» **Your goal**:
Isolate every line in the data with the string "Sets" and copy it.

►

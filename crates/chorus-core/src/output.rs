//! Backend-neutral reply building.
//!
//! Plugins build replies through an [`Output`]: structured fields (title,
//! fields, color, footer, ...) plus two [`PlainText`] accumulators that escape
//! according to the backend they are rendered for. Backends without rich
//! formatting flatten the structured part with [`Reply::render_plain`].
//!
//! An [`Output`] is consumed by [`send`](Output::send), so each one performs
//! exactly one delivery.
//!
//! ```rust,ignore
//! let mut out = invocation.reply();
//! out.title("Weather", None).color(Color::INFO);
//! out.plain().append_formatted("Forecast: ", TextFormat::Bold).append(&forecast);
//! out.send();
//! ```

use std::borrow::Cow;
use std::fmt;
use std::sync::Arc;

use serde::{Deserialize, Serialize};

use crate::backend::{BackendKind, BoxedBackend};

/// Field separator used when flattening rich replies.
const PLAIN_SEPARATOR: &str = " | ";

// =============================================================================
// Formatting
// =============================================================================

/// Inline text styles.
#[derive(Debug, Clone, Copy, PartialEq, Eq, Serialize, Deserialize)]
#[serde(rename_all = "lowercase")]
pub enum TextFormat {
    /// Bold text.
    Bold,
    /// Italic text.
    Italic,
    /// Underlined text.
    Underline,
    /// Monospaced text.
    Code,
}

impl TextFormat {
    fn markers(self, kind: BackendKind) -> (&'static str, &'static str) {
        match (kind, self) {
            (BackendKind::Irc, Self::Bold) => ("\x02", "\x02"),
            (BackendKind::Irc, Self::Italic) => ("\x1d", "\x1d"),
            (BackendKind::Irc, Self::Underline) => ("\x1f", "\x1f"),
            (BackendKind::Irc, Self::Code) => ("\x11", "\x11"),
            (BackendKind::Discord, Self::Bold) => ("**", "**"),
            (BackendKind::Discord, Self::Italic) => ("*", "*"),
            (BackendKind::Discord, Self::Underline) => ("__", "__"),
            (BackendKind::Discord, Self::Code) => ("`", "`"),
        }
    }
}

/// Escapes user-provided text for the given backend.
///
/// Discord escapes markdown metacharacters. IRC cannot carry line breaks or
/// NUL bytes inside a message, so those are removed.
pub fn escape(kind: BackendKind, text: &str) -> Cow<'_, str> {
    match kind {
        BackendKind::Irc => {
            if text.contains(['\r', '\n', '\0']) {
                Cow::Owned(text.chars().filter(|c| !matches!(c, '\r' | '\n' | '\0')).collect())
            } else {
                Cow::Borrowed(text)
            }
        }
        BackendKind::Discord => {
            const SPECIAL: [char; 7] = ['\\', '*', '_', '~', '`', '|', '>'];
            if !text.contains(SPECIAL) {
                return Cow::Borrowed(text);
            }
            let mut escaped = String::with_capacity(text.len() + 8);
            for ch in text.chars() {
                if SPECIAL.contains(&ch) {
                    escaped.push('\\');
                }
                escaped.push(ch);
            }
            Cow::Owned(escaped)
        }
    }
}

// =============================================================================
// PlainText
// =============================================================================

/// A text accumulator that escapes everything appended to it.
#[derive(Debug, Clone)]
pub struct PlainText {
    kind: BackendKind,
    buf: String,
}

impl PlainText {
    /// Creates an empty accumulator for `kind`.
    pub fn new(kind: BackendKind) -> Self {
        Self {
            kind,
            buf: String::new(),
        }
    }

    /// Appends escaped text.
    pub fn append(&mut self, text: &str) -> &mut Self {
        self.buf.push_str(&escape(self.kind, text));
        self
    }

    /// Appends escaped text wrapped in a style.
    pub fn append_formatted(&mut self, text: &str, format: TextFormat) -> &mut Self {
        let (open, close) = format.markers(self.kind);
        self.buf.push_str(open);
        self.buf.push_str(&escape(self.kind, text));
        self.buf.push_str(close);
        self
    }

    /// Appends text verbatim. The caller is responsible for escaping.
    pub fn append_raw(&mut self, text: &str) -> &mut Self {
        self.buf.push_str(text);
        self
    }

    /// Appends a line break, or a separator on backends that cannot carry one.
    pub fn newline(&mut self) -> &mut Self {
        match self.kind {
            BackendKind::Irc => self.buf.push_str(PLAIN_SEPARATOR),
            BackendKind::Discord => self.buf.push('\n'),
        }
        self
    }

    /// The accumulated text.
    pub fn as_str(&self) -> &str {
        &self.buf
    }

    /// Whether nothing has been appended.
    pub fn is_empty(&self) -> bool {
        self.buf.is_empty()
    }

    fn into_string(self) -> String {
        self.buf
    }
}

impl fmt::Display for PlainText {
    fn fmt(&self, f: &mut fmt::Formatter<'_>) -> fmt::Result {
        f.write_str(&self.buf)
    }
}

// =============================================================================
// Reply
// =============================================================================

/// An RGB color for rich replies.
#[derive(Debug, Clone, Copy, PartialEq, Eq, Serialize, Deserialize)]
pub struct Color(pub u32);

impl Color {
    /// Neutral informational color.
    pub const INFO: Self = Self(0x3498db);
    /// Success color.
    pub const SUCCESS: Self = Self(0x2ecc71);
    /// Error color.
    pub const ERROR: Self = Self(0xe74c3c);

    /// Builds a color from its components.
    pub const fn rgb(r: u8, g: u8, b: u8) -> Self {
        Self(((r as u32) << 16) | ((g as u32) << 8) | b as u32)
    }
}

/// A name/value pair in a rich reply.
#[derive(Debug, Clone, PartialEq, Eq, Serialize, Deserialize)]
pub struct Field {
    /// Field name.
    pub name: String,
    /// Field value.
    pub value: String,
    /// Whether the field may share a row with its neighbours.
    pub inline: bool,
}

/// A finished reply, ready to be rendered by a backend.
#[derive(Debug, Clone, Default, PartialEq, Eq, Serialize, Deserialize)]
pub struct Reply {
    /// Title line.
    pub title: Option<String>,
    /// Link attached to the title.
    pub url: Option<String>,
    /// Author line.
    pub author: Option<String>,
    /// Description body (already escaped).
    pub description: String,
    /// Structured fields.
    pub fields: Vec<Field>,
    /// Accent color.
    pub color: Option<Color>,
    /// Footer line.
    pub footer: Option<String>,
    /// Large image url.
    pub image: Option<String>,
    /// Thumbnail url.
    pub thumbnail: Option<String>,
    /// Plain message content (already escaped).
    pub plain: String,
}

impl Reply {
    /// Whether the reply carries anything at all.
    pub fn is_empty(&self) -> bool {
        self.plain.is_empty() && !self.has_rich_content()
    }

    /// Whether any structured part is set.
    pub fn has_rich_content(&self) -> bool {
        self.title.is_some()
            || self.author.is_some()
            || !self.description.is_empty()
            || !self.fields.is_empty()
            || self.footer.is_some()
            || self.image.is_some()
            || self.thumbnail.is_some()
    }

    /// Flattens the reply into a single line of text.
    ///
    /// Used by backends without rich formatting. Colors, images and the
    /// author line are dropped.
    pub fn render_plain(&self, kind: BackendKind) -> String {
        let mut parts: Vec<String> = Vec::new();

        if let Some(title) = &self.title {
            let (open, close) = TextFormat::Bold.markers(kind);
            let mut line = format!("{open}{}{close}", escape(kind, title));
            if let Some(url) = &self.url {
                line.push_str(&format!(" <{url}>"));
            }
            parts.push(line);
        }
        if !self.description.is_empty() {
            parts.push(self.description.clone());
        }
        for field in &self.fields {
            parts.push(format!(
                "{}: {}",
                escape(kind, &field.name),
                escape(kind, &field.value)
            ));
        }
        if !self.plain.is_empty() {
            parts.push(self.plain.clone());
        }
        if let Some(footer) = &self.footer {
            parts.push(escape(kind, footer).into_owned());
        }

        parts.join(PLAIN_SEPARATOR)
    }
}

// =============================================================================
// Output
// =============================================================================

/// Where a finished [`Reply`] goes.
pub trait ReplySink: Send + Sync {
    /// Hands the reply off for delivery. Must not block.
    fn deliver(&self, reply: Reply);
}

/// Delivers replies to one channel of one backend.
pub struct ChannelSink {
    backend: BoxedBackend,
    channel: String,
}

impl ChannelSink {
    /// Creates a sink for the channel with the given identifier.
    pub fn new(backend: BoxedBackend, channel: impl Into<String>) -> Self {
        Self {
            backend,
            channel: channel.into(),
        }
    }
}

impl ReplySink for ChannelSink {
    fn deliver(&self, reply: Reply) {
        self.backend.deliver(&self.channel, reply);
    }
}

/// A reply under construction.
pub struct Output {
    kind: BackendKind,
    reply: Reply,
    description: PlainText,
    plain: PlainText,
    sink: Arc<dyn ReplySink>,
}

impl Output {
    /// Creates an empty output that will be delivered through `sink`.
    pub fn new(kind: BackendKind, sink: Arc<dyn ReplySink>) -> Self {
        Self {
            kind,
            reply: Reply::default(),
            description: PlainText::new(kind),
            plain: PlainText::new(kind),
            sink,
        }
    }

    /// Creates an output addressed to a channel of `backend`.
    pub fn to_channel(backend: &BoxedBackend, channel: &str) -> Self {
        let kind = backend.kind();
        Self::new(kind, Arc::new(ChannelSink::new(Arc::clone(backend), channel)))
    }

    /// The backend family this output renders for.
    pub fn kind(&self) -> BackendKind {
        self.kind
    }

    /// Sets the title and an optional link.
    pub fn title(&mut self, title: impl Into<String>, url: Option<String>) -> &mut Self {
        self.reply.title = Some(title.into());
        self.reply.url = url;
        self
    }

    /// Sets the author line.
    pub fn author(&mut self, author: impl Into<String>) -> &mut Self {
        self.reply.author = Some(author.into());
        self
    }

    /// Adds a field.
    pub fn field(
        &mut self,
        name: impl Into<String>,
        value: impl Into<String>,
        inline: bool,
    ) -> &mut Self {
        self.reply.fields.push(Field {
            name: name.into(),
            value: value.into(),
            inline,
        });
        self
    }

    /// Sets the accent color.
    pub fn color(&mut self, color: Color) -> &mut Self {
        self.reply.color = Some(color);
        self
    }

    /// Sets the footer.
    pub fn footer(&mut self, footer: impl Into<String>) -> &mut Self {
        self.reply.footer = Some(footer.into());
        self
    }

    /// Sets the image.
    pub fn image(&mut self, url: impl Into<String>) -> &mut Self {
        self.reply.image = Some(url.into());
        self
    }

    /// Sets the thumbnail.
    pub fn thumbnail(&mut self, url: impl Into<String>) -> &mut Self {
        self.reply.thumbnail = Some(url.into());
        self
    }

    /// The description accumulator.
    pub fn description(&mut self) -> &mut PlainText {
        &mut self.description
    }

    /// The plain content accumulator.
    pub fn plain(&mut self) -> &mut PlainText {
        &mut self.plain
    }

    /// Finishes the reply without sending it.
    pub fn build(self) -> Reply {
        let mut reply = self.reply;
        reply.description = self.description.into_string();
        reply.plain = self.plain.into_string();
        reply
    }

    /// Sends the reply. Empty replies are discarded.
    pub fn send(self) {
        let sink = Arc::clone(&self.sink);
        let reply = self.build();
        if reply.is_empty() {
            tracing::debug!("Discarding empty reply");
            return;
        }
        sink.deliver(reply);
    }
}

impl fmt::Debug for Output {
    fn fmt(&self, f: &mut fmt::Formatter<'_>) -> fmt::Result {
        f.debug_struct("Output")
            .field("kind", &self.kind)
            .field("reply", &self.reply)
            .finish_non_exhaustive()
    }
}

◄

» **Your response**:
    /// Sets the title and an optional link.
    /// Sets the author line.
    /// Sets the accent color.
    /// Sets the footer.
    /// Sets the image.
    /// Sets the thumbnail.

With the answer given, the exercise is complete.